**DIRECTIONS FOR THIS TASK**
Give back exactly the lines from the one containing "pub fn label_for(&self, store_id: StoreId)" through the end of the records, including both, and no others.

RECORDS FOR THE EXERCISE START

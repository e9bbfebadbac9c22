use crate::fixture::{
    repository::FixtureEntity,
    scope::{StoreId, DEFAULT_STORE_ID},
};

/// Input control an attribute is edited with.
#[derive(Clone, Copy, Debug, Default, PartialEq, Eq)]
pub enum FrontendInput {
    #[default]
    Text,
    Textarea,
    Select,
    Multiselect,
    Boolean,
    Price,
    Date,
}

impl FrontendInput {
    pub fn code(self) -> &'static str {
        match self {
            FrontendInput::Text => "text",
            FrontendInput::Textarea => "textarea",
            FrontendInput::Select => "select",
            FrontendInput::Multiselect => "multiselect",
            FrontendInput::Boolean => "boolean",
            FrontendInput::Price => "price",
            FrontendInput::Date => "date",
        }
    }

    pub fn from_code(code: &str) -> Option<Self> {
        [
            FrontendInput::Text,
            FrontendInput::Textarea,
            FrontendInput::Select,
            FrontendInput::Multiselect,
            FrontendInput::Boolean,
            FrontendInput::Price,
            FrontendInput::Date,
        ]
        .into_iter()
        .find(|input| input.code() == code)
    }

    /// Storage type of values entered through this input.
    pub fn backend_type(self) -> &'static str {
        match self {
            FrontendInput::Text | FrontendInput::Multiselect => "varchar",
            FrontendInput::Textarea => "text",
            FrontendInput::Select | FrontendInput::Boolean => "int",
            FrontendInput::Price => "decimal",
            FrontendInput::Date => "datetime",
        }
    }

    /// Whether values are picked from the attribute's own option list.
    pub fn uses_options(self) -> bool {
        matches!(self, FrontendInput::Select | FrontendInput::Multiselect)
    }
}

/// Entity shell for a product attribute.
#[derive(Clone, Debug, Default, PartialEq, Eq)]
pub struct AttributeDraft {
    pub code: String,
    pub label: String,
    pub input: FrontendInput,
    pub backend_type: String,
    pub is_required: bool,
    pub is_searchable: bool,
    /// Per-store labels, by store view.
    pub store_labels: Vec<(StoreId, String)>,
    /// Option labels in sort order.
    pub options: Vec<String>,
}

/// A product attribute with its per-store labels and options.
#[derive(Clone, Debug, PartialEq, Eq)]
pub struct Attribute {
    pub model: entity::attribute::Model,
    pub labels: Vec<entity::attribute_label::Model>,
    /// Options ordered by `sort_order`.
    pub options: Vec<entity::attribute_option::Model>,
}

impl Attribute {
    /// Label seen in `store_id`; the frontend label unless overridden there.
    pub fn label_for(&self, store_id: StoreId) -> &str {
        if store_id != DEFAULT_STORE_ID {
            if let Some(label) = self.labels.iter().find(|l| l.store_id == store_id) {
                return &label.value;
            }
        }
        &self.model.frontend_label
    }

    pub fn option_labels(&self) -> Vec<&str> {
        self.options.iter().map(|o| o.label.as_str()).collect()
    }

    pub fn frontend_input(&self) -> Option<FrontendInput> {
        FrontendInput::from_code(&self.model.frontend_input)
    }
}

impl FixtureEntity for Attribute {
    type Id = i32;

    const KIND: &'static str = "attribute";

    fn id(&self) -> i32 {
        self.model.id
    }

    fn natural_key(&self) -> String {
        self.model.attribute_code.clone()
    }
}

RECORDS FOR THE EXERCISE END

**RESULT OF THE EXERCISE**
    pub fn label_for(&self, store_id: StoreId) -> &str {
        if store_id != DEFAULT_STORE_ID {
            if let Some(label) = self.labels.iter().find(|l| l.store_id == store_id) {
                return &label.value;
            }
        }
        &self.model.frontend_label
    }

    pub fn option_labels(&self) -> Vec<&str> {
        self.options.iter().map(|o| o.label.as_str()).collect()
    }

    pub fn frontend_input(&self) -> Option<FrontendInput> {
        FrontendInput::from_code(&self.model.frontend_input)
    }
}

impl FixtureEntity for Attribute {
    type Id = i32;

    const KIND: &'static str = "attribute";

    fn id(&self) -> i32 {
        self.model.id
    }

    fn natural_key(&self) -> String {
        self.model.attribute_code.clone()
    }
}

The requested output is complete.